William Thompson (February 3, 1732 – November 22, 1802) was the Senator for Carteret County in the North Carolina General Assembly of 1778 and 1779. He was also a colonel and commander of the Carteret County Regiment of the North Carolina militia during the American Revolution.

==Life story==
William Thompson (also known as William Thomson) was born on February 3, 1732, in County Down, Ireland. He settled in Beaufort, Carteret County, Province of North Carolina in about 1770. He was a naval deputy for the port of Beaufort.

William was a member of the Carteret County militia in the colonial era and helped North Carolina Governor William Tryon in the War of the Regulation.

William was a representative from Carteret County to the Colonial General Assembly in 1769, 17701771, 1773, 1774, and 1775.

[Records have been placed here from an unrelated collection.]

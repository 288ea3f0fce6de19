//! Conformance test helpers for the Strata lowering engine.
//!
//! [`DesignBuilder`] assembles small design databases the way an elaborator
//! would hand them over: a definition per module plus an elaborated instance
//! tree. [`lower`] and [`lower_with`] run them through the full lowering
//! pipeline and return a [`PipelineResult`] for assertions in the
//! integration tests.

#![warn(missing_docs)]

use strata_ast::{Ast, NodeId, NodeKind};
use strata_config::{LowerConfig, StrataConfig};
use strata_db::{IntProp, MemDb, ObjHandle, ObjectKind, OpType, Relation, StrProp, Value};
use strata_diagnostics::{Diagnostic, DiagnosticCode, DiagnosticSink, Severity};

/// Result of lowering a design.
pub struct PipelineResult {
    /// The lowered tree.
    pub ast: Ast,
    /// The DESIGN node.
    pub root: NodeId,
    /// All diagnostics emitted during lowering.
    pub diagnostics: Vec<Diagnostic>,
    /// Whether any errors were emitted.
    pub has_errors: bool,
    /// Number of error-severity diagnostics.
    pub error_count: usize,
    /// Number of warning-severity diagnostics.
    pub warning_count: usize,
}

impl PipelineResult {
    /// Names of the output units, in order.
    pub fn unit_names(&self) -> Vec<String> {
        self.ast
            .children(self.root)
            .iter()
            .map(|&u| self.ast.name_of(u).to_string())
            .collect()
    }

    /// The output unit called `name`.
    pub fn unit(&self, name: &str) -> NodeId {
        self.ast
            .children(self.root)
            .iter()
            .copied()
            .find(|&u| self.ast.name_of(u) == name)
            .unwrap_or_else(|| panic!("no unit `{name}` in {:?}", self.unit_names()))
    }

    /// The direct child of `parent` called `name`.
    pub fn child(&self, parent: NodeId, name: &str) -> NodeId {
        self.ast
            .children(parent)
            .iter()
            .copied()
            .find(|&c| self.ast.name_of(c) == name)
            .unwrap_or_else(|| panic!("no child `{name}` under `{}`", self.ast.name_of(parent)))
    }

    /// Direct children of `parent` with the given kind.
    pub fn children_of_kind(&self, parent: NodeId, kind: NodeKind) -> Vec<NodeId> {
        self.ast
            .children(parent)
            .iter()
            .copied()
            .filter(|&c| self.ast.kind(c) == kind)
            .collect()
    }

    /// Constant bounds of the first RANGE child of `node`. A single-index
    /// range reports the index twice.
    pub fn range_of(&self, node: NodeId) -> (Option<i64>, Option<i64>) {
        let Some(range) = self.ast.find_child_kind(node, NodeKind::Range) else {
            return (None, None);
        };
        match self.ast.children(range) {
            [l] => (self.ast.const_int(*l), self.ast.const_int(*l)),
            [l, r, ..] => (self.ast.const_int(*l), self.ast.const_int(*r)),
            [] => (None, None),
        }
    }

    /// Diagnostics carrying `code`.
    pub fn with_code(&self, code: DiagnosticCode) -> Vec<&Diagnostic> {
        self.diagnostics.iter().filter(|d| d.code == code).collect()
    }
}

/// Builds `strata.toml` text with a `[lower]` section and parses it.
pub fn make_config(lower: &str) -> StrataConfig {
    let toml_str = format!("[lower]\n{lower}\n");
    strata_config::load_config_from_str(&toml_str).unwrap()
}

/// Lowers `db` with the default configuration.
pub fn lower(db: &MemDb) -> PipelineResult {
    lower_with(db, &LowerConfig::default())
}

/// Lowers `db` with an explicit configuration.
pub fn lower_with(db: &MemDb, config: &LowerConfig) -> PipelineResult {
    let sink = DiagnosticSink::new();
    let lowered = strata_lower::lower_design(db, config, &sink).unwrap();
    let error_count = sink.count(Severity::Error);
    let warning_count = sink.count(Severity::Warning);
    let diagnostics = sink.take_all();
    PipelineResult {
        ast: lowered.ast,
        root: lowered.root,
        has_errors: error_count > 0,
        diagnostics,
        error_count,
        warning_count,
    }
}

/// Incrementally assembles a design database.
///
/// Unit names are given without the `work@` library prefix; the builder adds
/// it the way an elaborator reports them.
#[derive(Default)]
pub struct DesignBuilder {
    /// The database under construction.
    pub db: MemDb,
    defs: Vec<ObjHandle>,
    interfaces: Vec<ObjHandle>,
    packages: Vec<ObjHandle>,
    tops: Vec<ObjHandle>,
}

impl DesignBuilder {
    /// Creates an empty builder.
    pub fn new() -> Self {
        Self::default()
    }

    /// An integer constant.
    pub fn int(&mut self, v: i64) -> ObjHandle {
        self.db.obj(ObjectKind::Constant).value(Value::Int(v)).finish()
    }

    /// A `[l:r]` range object.
    pub fn range(&mut self, l: i64, r: i64) -> ObjHandle {
        let left = self.int(l);
        let right = self.int(r);
        self.db
            .obj(ObjectKind::Range)
            .rel(Relation::LeftRange, left)
            .rel(Relation::RightRange, right)
            .finish()
    }

    /// `logic` with the given packed ranges, outermost first.
    pub fn logic(&mut self, ranges: &[(i64, i64)]) -> ObjHandle {
        let rs: Vec<_> = ranges.iter().map(|&(l, r)| self.range(l, r)).collect();
        self.db.obj(ObjectKind::LogicTypespec).rels(Relation::Ranges, rs).finish()
    }

    /// A named packed struct. Members are listed first to last.
    pub fn struct_type(&mut self, name: &str, members: &[(&str, ObjHandle)]) -> ObjHandle {
        let ms: Vec<_> = members
            .iter()
            .map(|&(n, ts)| self.db.obj(ObjectKind::TypespecMember).name(n).rel(Relation::Typespec, ts).finish())
            .collect();
        self.db
            .obj(ObjectKind::StructTypespec)
            .name(name)
            .rels(Relation::Members, ms)
            .finish()
    }

    /// A `logic` variable of typespec `ts`.
    pub fn var(&mut self, name: &str, ts: ObjHandle) -> ObjHandle {
        self.db.obj(ObjectKind::LogicVar).name(name).rel(Relation::Typespec, ts).finish()
    }

    /// A plain net with the given packed ranges.
    pub fn net(&mut self, name: &str, ranges: &[(i64, i64)]) -> ObjHandle {
        let rs: Vec<_> = ranges.iter().map(|&(l, r)| self.range(l, r)).collect();
        self.db.obj(ObjectKind::Net).name(name).rels(Relation::Ranges, rs).finish()
    }

    /// A reference by name.
    pub fn reference(&mut self, name: &str) -> ObjHandle {
        self.db.obj(ObjectKind::RefObj).name(name).finish()
    }

    /// `name[i][j]...` with constant indices.
    pub fn select(&mut self, name: &str, indices: &[i64]) -> ObjHandle {
        let idx: Vec<_> = indices.iter().map(|&i| self.int(i)).collect();
        self.db.obj(ObjectKind::VarSelect).name(name).rels(Relation::Indexes, idx).finish()
    }

    /// `a.b.c`.
    pub fn path(&mut self, parts: &[&str]) -> ObjHandle {
        let elems: Vec<_> = parts.iter().map(|p| self.reference(p)).collect();
        self.db.obj(ObjectKind::HierPath).rels(Relation::ActualGroup, elems).finish()
    }

    /// An operation with the given operands.
    pub fn op(&mut self, op: OpType, operands: Vec<ObjHandle>) -> ObjHandle {
        self.db
            .obj(ObjectKind::Operation)
            .int(IntProp::OpType, op.code())
            .rels(Relation::Operands, operands)
            .finish()
    }

    /// `assign lhs = rhs;`
    pub fn cont_assign(&mut self, lhs: ObjHandle, rhs: ObjHandle) -> ObjHandle {
        self.db
            .obj(ObjectKind::ContAssign)
            .rel(Relation::Lhs, lhs)
            .rel(Relation::Rhs, rhs)
            .finish()
    }

    /// `parameter name = v;`
    pub fn param(&mut self, name: &str, v: i64) -> ObjHandle {
        let value = self.int(v);
        self.db.obj(ObjectKind::Parameter).name(name).rel(Relation::Expr, value).finish()
    }

    /// An instance-side parameter override `.name(v)`.
    pub fn param_assign(&mut self, name: &str, v: i64) -> ObjHandle {
        let lhs = self.db.obj(ObjectKind::Parameter).name(name).finish();
        let rhs = self.int(v);
        self.db
            .obj(ObjectKind::ParamAssign)
            .rel(Relation::Lhs, lhs)
            .rel(Relation::Rhs, rhs)
            .finish()
    }

    /// Declares module `name`; `contents` lists `(relation, item)` pairs of
    /// its definition.
    pub fn define(&mut self, name: &str, contents: &[(Relation, ObjHandle)]) -> ObjHandle {
        let def = self.unit(ObjectKind::Module, &format!("work@{name}"), None, contents);
        self.defs.push(def);
        def
    }

    /// Declares interface `name`.
    pub fn define_interface(&mut self, name: &str, contents: &[(Relation, ObjHandle)]) -> ObjHandle {
        let def = self.unit(ObjectKind::Interface, &format!("work@{name}"), None, contents);
        self.interfaces.push(def);
        def
    }

    /// Adds package `name`.
    pub fn package(&mut self, name: &str, contents: &[(Relation, ObjHandle)]) -> ObjHandle {
        let pkg = self.unit(ObjectKind::Package, &format!("work@{name}"), None, contents);
        self.packages.push(pkg);
        pkg
    }

    /// Adds a top-level instance of `name` with its elaborated body.
    pub fn top(&mut self, name: &str, contents: &[(Relation, ObjHandle)]) -> ObjHandle {
        let top = self.unit(ObjectKind::Module, &format!("work@{name}"), None, contents);
        self.tops.push(top);
        top
    }

    /// A nested instance `inst` of module `def`, to be listed under
    /// [`Relation::Modules`] of its parent.
    pub fn instance(&mut self, inst: &str, def: &str, contents: &[(Relation, ObjHandle)]) -> ObjHandle {
        self.unit(ObjectKind::Module, inst, Some(&format!("work@{def}")), contents)
    }

    fn unit(
        &mut self,
        kind: ObjectKind,
        name: &str,
        def: Option<&str>,
        contents: &[(Relation, ObjHandle)],
    ) -> ObjHandle {
        let mut b = self.db.obj(kind).name(name);
        if let Some(def) = def {
            b = b.str(StrProp::DefName, def);
        }
        let unit = b.finish();
        for &(rel, item) in contents {
            self.db.link(unit, rel, item);
        }
        unit
    }

    /// Creates the design root and returns the finished database.
    pub fn finish(mut self) -> MemDb {
        let design = self
            .db
            .obj(ObjectKind::Design)
            .rels(Relation::AllInterfaces, self.interfaces)
            .rels(Relation::AllPackages, self.packages)
            .rels(Relation::AllModules, self.defs)
            .rels(Relation::TopModules, self.tops)
            .finish();
        self.db.set_root(design);
        self.db
    }
}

William Thompson and his colleague Soloman Shepard (17281780) were delegates from Carteret County to the first North Carolina Provincial Congress held in New Bern on August 25, 1774. The same two were delegates to the second Provincial Congress held in New Bern in April of 1775. The British had cut off salt supplies to Carteret County in 1775. William Thompson was on a committee that was exploring production of salt in the county. Prior to this time, the county had been dependent on receiving salt from elsewhere. Of the five delegates to the third Provincial Congress that occurred on August 25, 1775, they were two of the five delegates from Carteret County.

==Revolutionary War==
When the Provincial Congress appointed officers for the Carteret County Regiment on September 9, 1775, William Thompson was selected as a colonel and Soloman Shepard as Lieutenant Colonel of the regiment. The regiment was active until the end of the war. The regiment also had several second colonels during its history, Thomas Chadwick, Malachi Bell, and Enoch Ward. His colleague from the Provincial Congress, Soloman Shepard, died in 1780.

==Senator==
William represented Carteret County in the North Carolina State Senate in 1778 and 1779.

==Death==
William Thompson died on November 22, 1802, in Beaufort, North Carolina. He was buried at the Old Burying Ground in Beaufort. He left his estate to the poor and orphans.